Jean-Nicolas Gannal, (27 July 1791, Saarlouis – 13 January 1852, Paris) was a pharmacist, chemist, and inventor.

Biography
Gannal began his career as a pharmacist's apprentice. From 1808 to 1812 he was in the medical corps of the French army. He was at Metz, Hannover, and Lübeck. In 1812, because he spoke fluent German, he was assigned to Marshal Davout's headquarters as an interpreter. Gannal was captured by the Russians on 10 December 1812 and interned at Vilnius. He escaped and returned to French headquarters in Dresden on 19 June 1813 and was then redeployed. Gannal claimed to have been captured seven times in 18 months, the last time by the Austrians. He returned from captivity to Paris on 5 October 1815. After demobilization, he jointed the chemical laboratory at l'École polytechnique, where he remained until 1818. He was an assistant preparator (préparateur adjoint) to Gay-Lussac and Thénard. He worked for the chemical laboratory of the Académie des Sciences.

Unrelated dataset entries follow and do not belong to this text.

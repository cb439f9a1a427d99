//! # Feedsync Engine
//!
//! Resumable catalog-to-feed synchronization.
//!
//! This crate provides:
//! - The run orchestrator and its four-phase state machine
//! - Mapping change detection against the last settled snapshot
//! - Per-variant state tracking for incremental runs
//! - Durable checkpoints, retry with exponential backoff and cancellation
//!
//! ## Architecture
//!
//! A run resolves its strategy once, then executes
//! `MAPPING_RESOLVED -> DATA_FETCHED -> FEEDS_EXPORTED -> UPLOAD_COMPLETE`,
//! committing a checkpoint after each phase. An interrupted run resumes
//! from the phase after its last commit with the strategy it started with.
//!
//! External systems (catalog, feed writer, remote storage, mapping source)
//! are reached only through the traits in [`collaborators`]; all state is
//! kept in a [`feedsync_storage::StateBackend`].
//!
//! ## Key Invariants
//!
//! - Phases only advance, one at a time, each after a durable commit
//! - A run never changes strategy after MAPPING_RESOLVED
//! - At most one run is active
//! - The variant tracker and the settled mapping snapshot move only when a
//!   run completes
//! - Only transient network errors are retried

#![deny(unsafe_code)]
#![warn(missing_docs)]

mod cancel;
mod checkpoint;
pub mod collaborators;
mod config;
mod detector;
mod document;
mod error;
mod orchestrator;
mod report;
mod retry;
mod spool;
mod tracker;

pub use cancel::CancelToken;
pub use checkpoint::{BackendCheckpointStore, CheckpointStore};
pub use collaborators::{
    Collaborators, FeedUploader, FeedWriter, MappingSource, ProductSource, VariantStream,
    WriteMode,
};
pub use config::{SyncConfig, MAX_BASE_DELAY, MAX_RETRIES_LIMIT, MAX_UPLOAD_CONCURRENCY};
pub use detector::{Detection, MappingChangeDetector, SnapshotHistory};
pub use error::{SyncError, SyncFailure, SyncResult};
pub use orchestrator::{resolve_strategy, Orchestrator, RunSummary, StrategyDecision};
pub use report::{ConfigReport, MappingReport, StateReport};
pub use retry::RetryPolicy;
pub use spool::ArtifactSpool;
pub use tracker::{Baseline, FilterChanged, TrackerStats, VariantCommit, VariantStateTracker};
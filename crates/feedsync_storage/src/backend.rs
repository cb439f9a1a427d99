//! State backend trait definition.

use crate::error::{StorageError, StorageResult};
use std::sync::Arc;

/// A keyed store of opaque documents.
///
/// Backends do not interpret what they store; checkpoint, snapshot and
/// variant formats are owned by the engine.
///
/// # Invariants
///
/// - `write` replaces a document atomically: a reader after a crash sees
///   either the previous bytes or the new bytes, never a mix
/// - `write` returns only after the data is durable
/// - `list` returns keys in ascending lexical order
/// - Backends must be `Send + Sync` for concurrent access
///
/// # Keys
///
/// Keys are `/`-separated relative paths built from ASCII letters, digits,
/// `.`, `_` and `-`. Segments may not be empty, `.` or `..`.
///
/// # Implementors
///
/// - [`super::InMemoryBackend`] - For testing
/// - [`super::FileBackend`] - For persistent storage
pub trait StateBackend: Send + Sync {
    /// Reads a document, `None` if it does not exist.
    ///
    /// # Errors
    ///
    /// Returns an error if the key is invalid or an I/O error occurs.
    fn read(&self, key: &str) -> StorageResult<Option<Vec<u8>>>;

    /// Atomically creates or replaces a document.
    ///
    /// # Errors
    ///
    /// Returns an error if the key is invalid or an I/O error occurs.
    fn write(&self, key: &str, data: &[u8]) -> StorageResult<()>;

    /// Removes a document. Returns true if it existed.
    ///
    /// # Errors
    ///
    /// Returns an error if the key is invalid or an I/O error occurs.
    fn remove(&self, key: &str) -> StorageResult<bool>;

    /// Lists keys starting with `prefix`, sorted.
    ///
    /// # Errors
    ///
    /// Returns an error if an I/O error occurs.
    fn list(&self, prefix: &str) -> StorageResult<Vec<String>>;
}

impl<B: StateBackend + ?Sized> StateBackend for Arc<B> {
    fn read(&self, key: &str) -> StorageResult<Option<Vec<u8>>> {
        (**self).read(key)
    }

    fn write(&self, key: &str, data: &[u8]) -> StorageResult<()> {
        (**self).write(key, data)
    }

    fn remove(&self, key: &str) -> StorageResult<bool> {
        (**self).remove(key)
    }

    fn list(&self, prefix: &str) -> StorageResult<Vec<String>> {
        (**self).list(prefix)
    }
}

/// Validates a storage key.
pub(crate) fn validate_key(key: &str) -> StorageResult<()> {
    let valid_segment = |segment: &str| {
        !segment.is_empty()
            && segment != "."
            && segment != ".."
            && segment
                .chars()
                .all(|c| c.is_ascii_alphanumeric() || matches!(c, '.' | '_' | '-'))
    };
    if key.is_empty() || !key.split('/').all(valid_segment) {
        return Err(StorageError::InvalidKey(key.to_string()));
    }
    Ok(())
}

#[cfg(test)]
mod tests {
    use super::*;

    #[test]
    fn accepts_nested_keys() {
        assert!(validate_key("checkpoints/abc-123.json").is_ok());
        assert!(validate_key("variants.json").is_ok());
    }

    #[test]
    fn rejects_escaping_keys() {
        for key in ["", "/abs", "a//b", "../up", "a/./b", "a b", "a\\b"] {
            assert!(
                matches!(validate_key(key), Err(StorageError::InvalidKey(_))),
                "{key:?} should be rejected"
            );
        }
    }
}
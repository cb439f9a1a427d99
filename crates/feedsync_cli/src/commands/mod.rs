//! CLI command implementations.

pub mod debug;
pub mod maintenance;
pub mod sync;
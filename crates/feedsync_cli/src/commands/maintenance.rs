//! Maintenance commands: cleanup, refresh-mapping, clear-cache and
//! clear-checkpoint.

use crate::error::{CliError, CliResult};
use feedsync_engine::{Detection, Orchestrator};
use feedsync_types::RunId;

/// Deletes remote feeds not published by the last completed run.
pub fn cleanup(orchestrator: &Orchestrator) -> CliResult<()> {
    let removed = orchestrator.cleanup_orphans()?;
    println!("Removed {removed} orphaned remote feeds");
    Ok(())
}

/// Recaptures the mapping as a fresh baseline.
pub fn refresh_mapping(orchestrator: &Orchestrator) -> CliResult<()> {
    let detection = orchestrator.refresh_mapping()?;
    print!("{}", describe(&detection));
    Ok(())
}

/// Forgets mapping history and variant state.
pub fn clear_cache(orchestrator: &Orchestrator) -> CliResult<()> {
    let snapshots = orchestrator.clear_cache()?;
    println!("Cleared {snapshots} mapping snapshots and the variant state");
    println!("The next smart sync runs FULL");
    Ok(())
}

/// Removes a run's checkpoint, the active run's by default.
pub fn clear_checkpoint(orchestrator: &Orchestrator, run_id: Option<String>) -> CliResult<()> {
    let run_id = run_id
        .map(RunId::new)
        .transpose()
        .map_err(|e| CliError::setting("run id", e.to_string()))?;
    let cleared = orchestrator.clear_checkpoint(run_id.as_ref())?;
    println!("Cleared checkpoint of run {cleared}");
    Ok(())
}

fn describe(detection: &Detection) -> String {
    let snapshot = &detection.current;
    let mut out = format!(
        "Mapping snapshot #{}: {} locations, {} countries\n",
        snapshot.sequence(),
        snapshot.entries().len(),
        snapshot.countries().len()
    );
    out.push_str(&format!("  fingerprint:    {}\n", snapshot.fingerprint()));
    if detection.is_first_capture() {
        out.push_str("  classification: first capture\n");
    } else {
        out.push_str(&format!(
            "  classification: {}\n",
            detection.classification()
        ));
    }
    out
}
//! Durable checkpoint records.

use crate::ids::{CountryCode, FileRef, RemoteId, RunId};
use crate::mapping::{Classification, MappingEntries};
use crate::run::{Phase, SyncRun};
use crate::{now_millis, Revision};
use serde::{Deserialize, Serialize};
use std::collections::BTreeMap;

/// A feed file written for one country.
#[derive(Debug, Clone, PartialEq, Eq, Serialize, Deserialize)]
pub struct ExportedFeed {
    /// Reference returned by the export collaborator.
    pub file: FileRef,
    /// Records written into the file by this run.
    pub records: u64,
}

/// References to the intermediate outputs a run needs to resume.
///
/// Fields are filled in as phases complete. The per-country maps may also
/// grow while a phase is in progress; they only ever describe work whose
/// side effects are already durable.
#[derive(Debug, Clone, Default, PartialEq, Eq, Serialize, Deserialize)]
pub struct ArtifactRefs {
    /// Mapping snapshot the run routes through.
    #[serde(default, skip_serializing_if = "Option::is_none")]
    pub mapping_sequence: Option<u64>,
    /// Classification that drove the strategy decision, when detected.
    #[serde(default, skip_serializing_if = "Option::is_none")]
    pub classification: Option<Classification>,
    /// Locations whose newly added countries need a re-export.
    #[serde(default, skip_serializing_if = "BTreeMap::is_empty")]
    pub expansions: MappingEntries,
    /// Baseline watermark for incremental fetches.
    #[serde(default, skip_serializing_if = "Option::is_none")]
    pub since: Option<Revision>,
    /// Spool holding the fetched records.
    #[serde(default, skip_serializing_if = "Option::is_none")]
    pub fetch_spool: Option<String>,
    /// Number of records in the spool.
    #[serde(default)]
    pub fetched: u64,
    /// Feed files already written, by country.
    #[serde(default, skip_serializing_if = "BTreeMap::is_empty")]
    pub exported: BTreeMap<CountryCode, ExportedFeed>,
    /// Feed files already uploaded, by country.
    #[serde(default, skip_serializing_if = "BTreeMap::is_empty")]
    pub uploaded: BTreeMap<CountryCode, RemoteId>,
    /// Remote orphans deleted during upload.
    #[serde(default, skip_serializing_if = "Option::is_none")]
    pub orphans_removed: Option<usize>,
    /// Every live remote feed once the run completed. A FULL run publishes
    /// exactly what it uploaded; an INCREMENTAL run overlays its uploads on
    /// the previous run's set.
    #[serde(default, skip_serializing_if = "BTreeMap::is_empty")]
    pub published: BTreeMap<CountryCode, RemoteId>,
}

/// Durable record of how far one run got.
#[derive(Debug, Clone, PartialEq, Eq, Serialize, Deserialize)]
pub struct Checkpoint {
    /// The run, including its last completed phase and status.
    pub run: SyncRun,
    /// Intermediate outputs.
    pub artifacts: ArtifactRefs,
    /// Unix milliseconds of the last commit.
    pub updated_at: u64,
}

impl Checkpoint {
    /// Creates a checkpoint for the run's current state.
    #[must_use]
    pub fn new(run: SyncRun, artifacts: ArtifactRefs) -> Self {
        Self {
            run,
            artifacts,
            updated_at: now_millis(),
        }
    }

    /// Identifier of the run.
    #[must_use]
    pub fn run_id(&self) -> &RunId {
        &self.run.run_id
    }

    /// Last fully committed phase.
    #[must_use]
    pub fn phase_completed(&self) -> Option<Phase> {
        self.run.phase
    }
}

Gannal then developed methods for industry and went into business for himself.

He published his book Histoire des Embaumements in 1838. This work was translated into English in 1840 and was the basis for establishing the embalming method called in the U.S.A. the Gannal process ("procédé Gannal").

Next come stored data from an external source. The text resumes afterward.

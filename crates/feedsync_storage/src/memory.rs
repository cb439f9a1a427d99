//! In-memory state backend for testing.

use crate::backend::{validate_key, StateBackend};
use crate::error::StorageResult;
use parking_lot::RwLock;
use std::collections::BTreeMap;

/// An in-memory state backend.
///
/// This backend keeps every document in a map and is suitable for:
/// - Unit tests
/// - Integration tests with fake collaborators
/// - Dry runs that must not touch the state directory
///
/// # Thread Safety
///
/// This backend is thread-safe and can be shared across threads.
///
/// # Example
///
/// ```rust
/// use feedsync_storage::{InMemoryBackend, StateBackend};
///
/// let backend = InMemoryBackend::new();
/// backend.write("checkpoints/run-1.json", b"{}").unwrap();
/// assert_eq!(backend.read("checkpoints/run-1.json").unwrap(), Some(b"{}".to_vec()));
/// ```
#[derive(Debug, Default)]
pub struct InMemoryBackend {
    documents: RwLock<BTreeMap<String, Vec<u8>>>,
}

impl InMemoryBackend {
    /// Creates a new empty in-memory backend.
    #[must_use]
    pub fn new() -> Self {
        Self::default()
    }

    /// Returns the number of stored documents.
    #[must_use]
    pub fn len(&self) -> usize {
        self.documents.read().len()
    }

    /// Returns true if nothing is stored.
    #[must_use]
    pub fn is_empty(&self) -> bool {
        self.documents.read().is_empty()
    }
}

impl StateBackend for InMemoryBackend {
    fn read(&self, key: &str) -> StorageResult<Option<Vec<u8>>> {
        validate_key(key)?;
        Ok(self.documents.read().get(key).cloned())
    }

    fn write(&self, key: &str, data: &[u8]) -> StorageResult<()> {
        validate_key(key)?;
        self.documents.write().insert(key.to_string(), data.to_vec());
        Ok(())
    }

    fn remove(&self, key: &str) -> StorageResult<bool> {
        validate_key(key)?;
        Ok(self.documents.write().remove(key).is_some())
    }

    fn list(&self, prefix: &str) -> StorageResult<Vec<String>> {
        Ok(self
            .documents
            .read()
            .keys()
            .filter(|k| k.starts_with(prefix))
            .cloned()
            .collect())
    }
}

#[cfg(test)]
mod tests {
    use super::*;
    use crate::error::StorageError;

    #[test]
    fn memory_new_is_empty() {
        let backend = InMemoryBackend::new();
        assert!(backend.is_empty());
        assert_eq!(backend.read("missing").unwrap(), None);
    }

    #[test]
    fn memory_write_replaces() {
        let backend = InMemoryBackend::new();
        backend.write("doc", b"one").unwrap();
        backend.write("doc", b"two").unwrap();
        assert_eq!(backend.read("doc").unwrap(), Some(b"two".to_vec()));
        assert_eq!(backend.len(), 1);
    }

    #[test]
    fn memory_remove_reports_existence() {
        let backend = InMemoryBackend::new();
        backend.write("doc", b"x").unwrap();
        assert!(backend.remove("doc").unwrap());
        assert!(!backend.remove("doc").unwrap());
    }

    #[test]
    fn memory_list_filters_by_prefix() {
        let backend = InMemoryBackend::new();
        backend.write("mappings/000002.json", b"b").unwrap();
        backend.write("mappings/000001.json", b"a").unwrap();
        backend.write("variants.json", b"v").unwrap();

        let keys = backend.list("mappings/").unwrap();
        assert_eq!(keys, vec!["mappings/000001.json", "mappings/000002.json"]);
    }

    #[test]
    fn memory_rejects_bad_keys() {
        let backend = InMemoryBackend::new();
        assert!(matches!(
            backend.write("../escape", b"x"),
            Err(StorageError::InvalidKey(_))
        ));
    }
}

He married Theresia Demar; among their children were two physician-pharmacists. Jean-Nicolas Gannal was succeeded in his embalming business by a son and a grandson. In 1903, their company embalmed the body of Elie Faure, the famous historian of art. According to the company's records, the Gannal process was used to embalm the bodies of Hortense Schneider, Anna de Noailles, Paul Doumer, maréchal Joffre and many other celebrities.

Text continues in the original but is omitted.